Reviewed by Dennis Schwartz
A realistic mystery story about an investigation of a child suspected
of being poisoned to death by strychnine. Director-writer Andrew L. Stone
keeps the terse story tense despite the almost certainty that the murder
suspect is indeed the obvious guilty one, but he leaves open that it is
not absolutely certain who did it until the climactic last scene.
Whitney Cameron (Joseph Cotten) is the concerned uncle who rushes
to the NYC hospital from his home in Boston to see how his deceased brother’s
daughter Polly is doing after going into a convulsion. His brother recently
died and his wife Lynne (Jean Peters) is taking care of Polly and her younger
brother Doug, children from his former marriage. When Polly seems to have
recovered but goes into another convulsion late at night and suddenly dies
Dr. Stevenson, the one treating her, doesn’t understand how and wants an
autopsy performed, but Lynne refuses.
In a hurry to get back to work Cameron is about to leave but the
family lawyer Fred Sargent (Merrill) and his news reporter wife Maggie
(McLeod) become suspicious of the way the child died, suspecting that she’s
been poisoned. Maggie reminds Cameron that his brother died in the same
way while also saying, “Don’t touch my feet.” His brother’s death was classified
as caused by sleeping sickness, a virus infection, but there wasn’t an
autopsy performed. At first, Cameron is reluctant to believe that the very
loving, prim and pretty Lynne is capable of murder. But the motive soon
becomes clear when Fred says he drew up his brother’s will and it states
that his wife gets to inherit the entire estate if the two children are
deceased.
Behind Lynne’s back, Cameron has the police perform an autopsy on
Polly and they find enough strychnine in her to kill four horses. They
then call in for questioning all the servants and Lynne, and she becomes
the prime suspect. In their investigation they find that the child was
poisoned in the hospital and that her last medicine didn’t come from the
pharmacy but that Lynne brought it from her own pharmacy. When they try
to indict her on murder charges, the judge throws out the case for lack
of sufficient evidence. The pain on Cameron’s face relates to how helpless
he feels because the system doesn’t work. The fear now is that young Doug
will be killed next and he can’t do anything to prevent it.
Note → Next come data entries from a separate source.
//! Wallet session management
//!
//! A session ties one wallet account to one open signing client. Session
//! fields are committed together only after every connect step succeeded,
//! so observers never see an address paired with a dead client.

use crate::client::{SigningClient, SigningClientConnector, SigningClientOptions};
use crate::config::{ChainConfig, ChainDescriptor};
use crate::wallet::{OfflineSigner, ProviderSlot, WalletEvent, WalletProvider};
use crate::{Error, Result};
use std::sync::Arc;
use tracing::{debug, info, warn};

/// Connection state shown to the user
#[derive(Clone, Default)]
pub struct Session {
    /// Empty when disconnected
    pub wallet_address: String,
    pub signing_client: Option<Arc<dyn SigningClient>>,
    pub display_name: String,
    pub connecting: bool,
    pub last_error: Option<String>,
}

impl Session {
    pub fn is_connected(&self) -> bool {
        !self.wallet_address.is_empty() && self.signing_client.is_some()
    }
}

impl std::fmt::Debug for Session {
    fn fmt(&self, f: &mut std::fmt::Formatter<'_>) -> std::fmt::Result {
        f.debug_struct("Session")
            .field("wallet_address", &self.wallet_address)
            .field("signing_client", &self.signing_client.as_ref().map(|_| "open"))
            .field("display_name", &self.display_name)
            .field("connecting", &self.connecting)
            .field("last_error", &self.last_error)
            .finish()
    }
}

/// Result of a fully successful connect, not yet committed
struct Established {
    client: Arc<dyn SigningClient>,
    address: String,
    display_name: String,
}

/// Holds `connecting` up for the lifetime of a connect attempt, including a
/// cancelled one
struct ConnectingGuard<'a>(&'a mut bool);

impl<'a> ConnectingGuard<'a> {
    fn raise(flag: &'a mut bool) -> Self {
        *flag = true;
        Self(flag)
    }
}

impl Drop for ConnectingGuard<'_> {
    fn drop(&mut self) {
        *self.0 = false;
    }
}

/// Owns the session lifecycle for one configured chain
///
/// Every operation takes `&mut self`: a second connect or claim cannot start
/// while one is in flight on the same manager.
pub struct SessionManager {
    config: ChainConfig,
    slot: ProviderSlot,
    connector: Arc<dyn SigningClientConnector>,
    session: Session,
    chain_suggested: bool,
}

impl SessionManager {
    pub fn new(
        config: ChainConfig,
        slot: ProviderSlot,
        connector: Arc<dyn SigningClientConnector>,
    ) -> Self {
        Self {
            config,
            slot,
            connector,
            session: Session::default(),
            chain_suggested: false,
        }
    }

    pub fn session(&self) -> &Session {
        &self.session
    }

    pub fn config(&self) -> &ChainConfig {
        &self.config
    }

    /// Connect to the wallet and open a signing client
    ///
    /// On failure the address, client and display name are left untouched
    /// and the error is also recorded in `last_error`.
    pub async fn connect(&mut self) -> Result<()> {
        let outcome = {
            let _connecting = ConnectingGuard::raise(&mut self.session.connecting);
            establish(
                &mut self.slot,
                &self.config,
                self.connector.as_ref(),
                &mut self.chain_suggested,
            )
            .await
        };

        match outcome {
            Ok(established) => {
                let previous = self.session.signing_client.replace(established.client);
                self.session.wallet_address = established.address;
                self.session.display_name = established.display_name;
                self.session.last_error = None;

                if let Some(previous) = previous {
                    previous.disconnect().await;
                }

                info!(
                    address = %self.session.wallet_address,
                    name = %self.session.display_name,
                    chain_id = %self.config.chain_id,
                    "Wallet connected"
                );
                Ok(())
            }
            Err(e) => {
                warn!(error = %e, "Wallet connection failed");
                self.session.last_error = Some(e.to_string());
                Err(e)
            }
        }
    }

    /// Close the signing client and reset to the empty session. Idempotent.
    pub async fn disconnect(&mut self) {
        if let Some(client) = self.session.signing_client.take() {
            client.disconnect().await;
            info!(address = %self.session.wallet_address, "Wallet disconnected");
        }
        self.session = Session::default();
    }

    /// React to a wallet notification
    pub async fn handle_event(&mut self, event: WalletEvent) -> Result<()> {
        match event {
            WalletEvent::KeystoreChanged => {
                debug!("Wallet keystore changed, reconnecting");
                self.disconnect().await;
                self.connect().await
            }
        }
    }
}

async fn establish(
    slot: &mut ProviderSlot,
    config: &ChainConfig,
    connector: &dyn SigningClientConnector,
    chain_suggested: &mut bool,
) -> Result<Established> {
    let provider = slot.acquire(config.provider_wait()).await?;
    let chain_id = config.chain_id.clone();

    if !*chain_suggested {
        let descriptor = ChainDescriptor::from_config(config);
        match provider.experimental_suggest_chain(&descriptor).await {
            Ok(()) => *chain_suggested = true,
            // enable() below reports the decisive failure
            Err(e) => warn!(error = %e, chain_id = %chain_id, "Chain suggestion failed"),
        }
    }

    provider.enable(&chain_id).await?;
    let signer = provider.get_offline_signer(&chain_id).await?;

    let options = SigningClientOptions {
        gas_price: config.gas_price()?,
    };
    let client = connector
        .connect_with_signer(&config.rpc_endpoint, Arc::clone(&signer), options)
        .await?;

    match read_identity(provider.as_ref(), signer.as_ref(), &chain_id).await {
        Ok((address, display_name)) => Ok(Established {
            client,
            address,
            display_name,
        }),
        Err(e) => {
            client.disconnect().await;
            Err(e)
        }
    }
}

/// Primary account address and key name
async fn read_identity(
    provider: &dyn WalletProvider,
    signer: &dyn OfflineSigner,
    chain_id: &str,
) -> Result<(String, String)> {
    let address = signer
        .get_accounts()
        .await?
        .into_iter()
        .map(|account| account.address)
        .find(|address| !address.is_empty())
        .ok_or_else(|| Error::Wallet(format!("No accounts available for {}", chain_id)))?;

    let key = provider.get_key(chain_id).await?;
    let display_name = if key.name.is_empty() {
        address.clone()
    } else {
        key.name
    };

    Ok((address, display_name))
}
Warning: spoiler to follow in the last two
paragraphs.
Lynne informs Cameron that she plans to take Doug by boat to Europe
for a year’s vacation to get him to forget the ordeal. Cameron is afraid
that she will get away with poisoning him, and therefore comes up with
an extreme plan to thwart her. He surprises her by joining the voyage and
trying to romance her so that she is not suspicious of his presence. His
ultimate plan is to poison her but when the time comes, he can’t. But while
having a last drink in her room he discovers in her bedroom a bottle of
aspirins, with a few pills having a different marking on them. He surmises
that those pills will be used to poison Doug. So he takes one of them and
puts it into her drink and has the ship’s detective there in case she confesses.
She has 5-10 minutes to get the doctor to help before the poison sets in
for the painful convulsions to begin. But she doesn’t call the doctor until
after that time period passes, as she tries to decide which of her two
choices is the better one: the electric chair or dying from the poison.
She decides to take her chances in court, where she will later on be convicted
and sentenced to life.
This is a well-acted thriller and it is directed with some nice touches,
as when Cotten is romancing Lynne on the deck but is disturbed as a door
opens to a burst of laughter from some party-goers–which indicates their
romance is only a joke. Also, in the climactic scene, when we are certain
of Lynne’s guilt, but under duress she manages to convincingly act indignant
toward Cotten for playing on her hospitality and deceptively using her
under false pretenses. We notice a doubt that creeps over Cotton, as she
questions what kind of man he is to poison her.